Siamo prossimi al 7 ottobre, un anno fa la mattanza di Hamas contro israeliani inermi. Di lì l’escalation di violenza con oltre 40.000 morti nella striscia di Gaza. Al Meeting di Rimini, luogo di pace e incontro per eccellenza, il cardinale Pierbattista Pizzaballa, patriarca di Gerusalemme, ha invitato a riflettere, a non dimenticare, a costruire.
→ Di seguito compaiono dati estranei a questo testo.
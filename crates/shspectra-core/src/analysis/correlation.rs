use crate::common::constants::DEFAULT_CONFIDENCE_LEVEL;
use crate::domain::{
    AnalysisError, AnalysisResult, CoefficientSet, ConfidenceInterval, CorrelationResult,
    DegreeCorrelation,
};
use crate::numerics::standard_normal_quantile;
use serde::{Deserialize, Serialize};

/// Confidence levels applied when the caller does not specify any.
pub const DEFAULT_CONFIDENCE_LEVELS: &[f64] = &[DEFAULT_CONFIDENCE_LEVEL];

/// How the degree-0 correlation is reported.
///
/// A single coefficient pair lives at degree 0, so its correlation is
/// either ±1 or undefined; which convention applies is a caller decision.
#[derive(Debug, Clone, Copy, PartialEq, Eq, Default, Serialize, Deserialize)]
#[serde(rename_all = "kebab-case")]
pub enum DegreeZeroPolicy {
    /// Compute degree 0 like any other degree; zero power yields NaN.
    #[default]
    Propagate,
    /// Report degree 0 as exactly 1.0 by convention.
    UnitByConvention,
}

/// Two coefficient sets to correlate, degree by degree.
#[derive(Debug, Clone, Copy, PartialEq)]
pub struct CorrelationInput<'a> {
    pub first: &'a CoefficientSet,
    pub second: &'a CoefficientSet,
    pub confidence_levels: &'a [f64],
    pub degree_zero: DegreeZeroPolicy,
}

impl<'a> CorrelationInput<'a> {
    pub fn new(first: &'a CoefficientSet, second: &'a CoefficientSet) -> Self {
        Self {
            first,
            second,
            confidence_levels: DEFAULT_CONFIDENCE_LEVELS,
            degree_zero: DegreeZeroPolicy::default(),
        }
    }

    pub fn with_confidence_levels(mut self, levels: &'a [f64]) -> Self {
        self.confidence_levels = levels;
        self
    }

    pub fn with_degree_zero(mut self, policy: DegreeZeroPolicy) -> Self {
        self.degree_zero = policy;
        self
    }
}

/// Correlates two coefficient sets per degree.
///
/// corr(l) = Σₘ(c1·c2 + s1·s2) / sqrt(Σₘ(c1²+s1²) · Σₘ(c2²+s2²)).
/// A degree where either set has zero power is reported as NaN rather
/// than raised; degree-0 and empty-data cases are common and must not
/// abort the run. Symmetric in its two inputs.
pub fn correlate_degrees(input: &CorrelationInput<'_>) -> AnalysisResult<CorrelationResult> {
    let max_degree = input.first.max_degree();
    if input.second.max_degree() != max_degree {
        return Err(AnalysisError::input_validation(
            "INPUT.DEGREE_MISMATCH",
            format!(
                "coefficient sets have mismatched maximum degree: {} vs {}",
                max_degree,
                input.second.max_degree()
            ),
        ));
    }

    for level in input.confidence_levels {
        if !level.is_finite() || !(0.0 < *level && *level < 1.0) {
            return Err(AnalysisError::input_validation(
                "INPUT.CONFIDENCE_LEVEL",
                format!("confidence level must lie strictly between 0 and 1, got {level}"),
            ));
        }
    }

    let mut degrees = Vec::with_capacity(max_degree + 1);
    for degree in 0..=max_degree {
        let correlation = degree_correlation(input, degree);
        let intervals = input
            .confidence_levels
            .iter()
            .map(|&level| fisher_interval(correlation, degree, level))
            .collect();

        degrees.push(DegreeCorrelation {
            degree,
            correlation,
            intervals,
        });
    }

    Ok(CorrelationResult { degrees })
}

fn degree_correlation(input: &CorrelationInput<'_>, degree: usize) -> f64 {
    if degree == 0 && input.degree_zero == DegreeZeroPolicy::UnitByConvention {
        return 1.0;
    }

    let first_power = input.first.degree_power(degree);
    let second_power = input.second.degree_power(degree);
    if first_power == 0.0 || second_power == 0.0 {
        return f64::NAN;
    }

    let mut numerator = 0.0;
    for order in 0..=degree {
        numerator += input.first.cosine(degree, order) * input.second.cosine(degree, order)
            + input.first.sine(degree, order) * input.second.sine(degree, order);
    }

    // Roundoff can push a perfect match a few ulps past ±1, which would
    // poison the Fisher transform.
    (numerator / (first_power * second_power).sqrt()).clamp(-1.0, 1.0)
}

/// Fisher z-transform interval around the correlation, treating the 2l+1
/// coefficient pairs at this degree as the effective sample size.
fn fisher_interval(correlation: f64, degree: usize, level: f64) -> ConfidenceInterval {
    if correlation.is_nan() {
        return ConfidenceInterval {
            level,
            lower: f64::NAN,
            upper: f64::NAN,
        };
    }

    let effective_samples = 2 * degree + 1;
    if effective_samples <= 3 {
        // Too few estimates to bound anything; the interval is the whole
        // admissible range.
        return ConfidenceInterval {
            level,
            lower: -1.0,
            upper: 1.0,
        };
    }

    let z = correlation.atanh();
    let standard_error = 1.0 / ((effective_samples - 3) as f64).sqrt();
    let half_width = standard_normal_quantile(0.5 * (1.0 + level)) * standard_error;

    ConfidenceInterval {
        level,
        lower: (z - half_width).tanh(),
        upper: (z + half_width).tanh(),
    }
}

#[cfg(test)]
mod tests {
    use super::{CorrelationInput, DegreeZeroPolicy, correlate_degrees};
    use crate::domain::{CoefficientSet, packed_len};

    fn sample_set(max_degree: usize, seed: f64) -> CoefficientSet {
        let entries = packed_len(max_degree);
        let cosine: Vec<f64> = (0..entries)
            .map(|index| seed + 0.3 * index as f64 - 0.07 * (index * index) as f64)
            .collect();
        let sine: Vec<f64> = (0..entries)
            .map(|index| 0.5 * seed - 0.11 * index as f64 + 0.02 * (index * index) as f64)
            .collect();
        CoefficientSet::from_packed(max_degree, cosine, sine).expect("sample set should build")
    }

    #[test]
    fn self_correlation_is_unity_at_every_degree() {
        let set = sample_set(4, 1.25);
        let result = correlate_degrees(&CorrelationInput::new(&set, &set))
            .expect("self-correlation should succeed");

        assert_eq!(result.degrees.len(), 5);
        for entry in &result.degrees {
            assert!(
                (entry.correlation - 1.0).abs() <= 1.0e-12,
                "degree {} self-correlation should be 1.0, got {}",
                entry.degree,
                entry.correlation
            );
        }
    }

    #[test]
    fn negated_set_correlates_to_minus_one() {
        let set = sample_set(3, 0.8);
        let negated = CoefficientSet::from_packed(
            3,
            set.entries().map(|(_, _, clm, _)| -clm).collect(),
            set.entries().map(|(_, _, _, slm)| -slm).collect(),
        )
        .expect("negated set should build");

        let result = correlate_degrees(&CorrelationInput::new(&set, &negated))
            .expect("correlation should succeed");
        for entry in &result.degrees {
            assert!(
                (entry.correlation + 1.0).abs() <= 1.0e-12,
                "degree {} should anticorrelate, got {}",
                entry.degree,
                entry.correlation
            );
        }
    }

    #[test]
    fn correlation_is_symmetric_in_its_inputs() {
        let first = sample_set(5, 0.4);
        let second = sample_set(5, -1.1);

        let forward = correlate_degrees(&CorrelationInput::new(&first, &second))
            .expect("forward correlation should succeed");
        let backward = correlate_degrees(&CorrelationInput::new(&second, &first))
            .expect("backward correlation should succeed");

        for (a, b) in forward.degrees.iter().zip(backward.degrees.iter()) {
            assert_eq!(a.correlation, b.correlation, "degree {}", a.degree);
        }
    }

    #[test]
    fn mismatched_maximum_degrees_are_rejected() {
        let first = sample_set(3, 1.0);
        let second = sample_set(4, 1.0);
        let error = correlate_degrees(&CorrelationInput::new(&first, &second))
            .expect_err("degree mismatch should be rejected");
        assert_eq!(error.code(), "INPUT.DEGREE_MISMATCH");
    }

    #[test]
    fn zero_power_degree_reports_nan_without_aborting() {
        let mut cosine = vec![1.0; packed_len(2)];
        let sine = vec![0.0; packed_len(2)];
        // Silence both degree-1 coefficients.
        cosine[1] = 0.0;
        cosine[2] = 0.0;
        let sparse = CoefficientSet::from_packed(2, cosine, sine).expect("set should build");
        let dense = sample_set(2, 0.9);

        let result = correlate_degrees(&CorrelationInput::new(&sparse, &dense))
            .expect("zero-power degree must not abort");
        assert!(result.degrees[1].correlation.is_nan());
        assert!(result.degrees[1].intervals[0].lower.is_nan());
        assert!(!result.degrees[2].correlation.is_nan());
    }

    #[test]
    fn degree_zero_policy_selects_nan_or_unit() {
        let zeroed = CoefficientSet::from_packed(
            1,
            vec![0.0, 1.0, 0.5],
            vec![0.0, 0.0, 0.25],
        )
        .expect("set should build");

        let propagate = correlate_degrees(&CorrelationInput::new(&zeroed, &zeroed))
            .expect("propagate policy should succeed");
        assert!(propagate.degrees[0].correlation.is_nan());

        let unit = correlate_degrees(
            &CorrelationInput::new(&zeroed, &zeroed)
                .with_degree_zero(DegreeZeroPolicy::UnitByConvention),
        )
        .expect("unit policy should succeed");
        assert_eq!(unit.degrees[0].correlation, 1.0);
    }

    #[test]
    fn intervals_bracket_the_correlation_and_nest_by_level() {
        let first = sample_set(6, 0.7);
        let second = sample_set(6, -0.9);
        let levels = [0.8, 0.95, 0.99];

        let result = correlate_degrees(
            &CorrelationInput::new(&first, &second).with_confidence_levels(&levels),
        )
        .expect("correlation should succeed");

        for entry in &result.degrees {
            if entry.correlation.is_nan() {
                continue;
            }
            assert_eq!(entry.intervals.len(), levels.len());
            for interval in &entry.intervals {
                assert!(
                    interval.lower <= entry.correlation && entry.correlation <= interval.upper,
                    "degree {} level {} interval [{}, {}] must bracket r={}",
                    entry.degree,
                    interval.level,
                    interval.lower,
                    interval.upper,
                    entry.correlation
                );
            }
            let narrow = &entry.intervals[0];
            let wide = &entry.intervals[2];
            assert!(
                wide.lower <= narrow.lower && narrow.upper <= wide.upper,
                "degree {} intervals should widen with the level",
                entry.degree
            );
        }
    }

    #[test]
    fn tiny_degrees_fall_back_to_the_admissible_range() {
        let set = sample_set(1, 1.6);
        let result = correlate_degrees(&CorrelationInput::new(&set, &set))
            .expect("correlation should succeed");

        // Degrees 0 and 1 carry at most 3 effective samples.
        for entry in &result.degrees {
            let interval = &entry.intervals[0];
            assert_eq!((interval.lower, interval.upper), (-1.0, 1.0));
        }
    }

    #[test]
    fn invalid_confidence_level_is_rejected() {
        let set = sample_set(2, 0.5);
        let levels = [1.0];
        let error = correlate_degrees(
            &CorrelationInput::new(&set, &set).with_confidence_levels(&levels),
        )
        .expect_err("level 1.0 should be rejected");
        assert_eq!(error.code(), "INPUT.CONFIDENCE_LEVEL");
    }
}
Di quelle parole dense e impegnative e di altre domande aperte mentre la guerra non accenna a rallentare, ne abbiamo parlato con padre Alessandro Coniglio, professore di esegesi allo Studium Biblicum Franciscanum di Gerusalemme.


20 settembre 2024
La missione
Conversazione con Padre Alessandro Coniglio a cura di Andrea Avveduto

“Essere presenti in Terra Santa significa testimoniare ai cristiani locali che sono custodi di una grazia che non si può dimenticare, che non si può lasciar cadere”. Padre Alessandro Coniglio, cinquant’anni, professore di esegesi allo Studium Biblicum Franciscanum di Gerusalemme, è intervenuto al Meeting per l’Amicizia fra i popoli di Rimini e non ha mai avuto dubbi: anche in questo frangente particolarmente drammatico, la presenza della Custodia di Terra Santa è un aspetto fondamentale per la costruzione di un futuro di pace.
Padre Coniglio, al Meeting il cardinale Pierbattista Pizzaballa ha parlato di una presenza buona, che costruisce ponti e contribuisce alla pace. Perché è importante essere una presenza in Terra Santa?
Perché più avanti non ci sarà chiesto come abbiamo risolto questo conflitto (non sta nel nostro potere risolvere un conflitto che ci sorpassa enormemente), quello che ci sarà chiesto è “ma voi dove eravate? Eravate lì, con noi?” La nostra è una missione diversa persino da quella dei cristiani che vivono in Terra Santa.  Spesso i cristiani fuggono dalle crisi, in particolare tendono a emigrare, a scappare. Invece i frati reagiscono restando. Guardiamo alla storia: abbiamo superato la dominazione mamelucca, quella ottomana, il mandato britannico, le guerre arabo-israeliane, le guerre del golfo. La nostra caratteristica è di garantire la presenza, per stare vicino alle popolazioni, per restare fedeli al mandato della Chiesa, e quindi di testimoniare anche nelle situazioni di crisi il valore della conservazione della memoria di quei luoghi. E anche per stare vicino alla popolazione sofferente, perché questo è il modo con cui la Custodia dimostra il valore dei Luoghi Santi che custodisce. Con questa presenza vogliamo anche dare testimonianza ai cristiani locali della ricchezza che hanno per la grazia che emana da questi luoghi. Noi ci siamo, io sono venuto dall’Italia e tanti altri frati sono venuti dall’America del Nord, dall’Indonesia, dalla Cina, dal Giappone: da ogni angolo della terra noi veniamo attratti da quella grazia che è legata a quei luoghi.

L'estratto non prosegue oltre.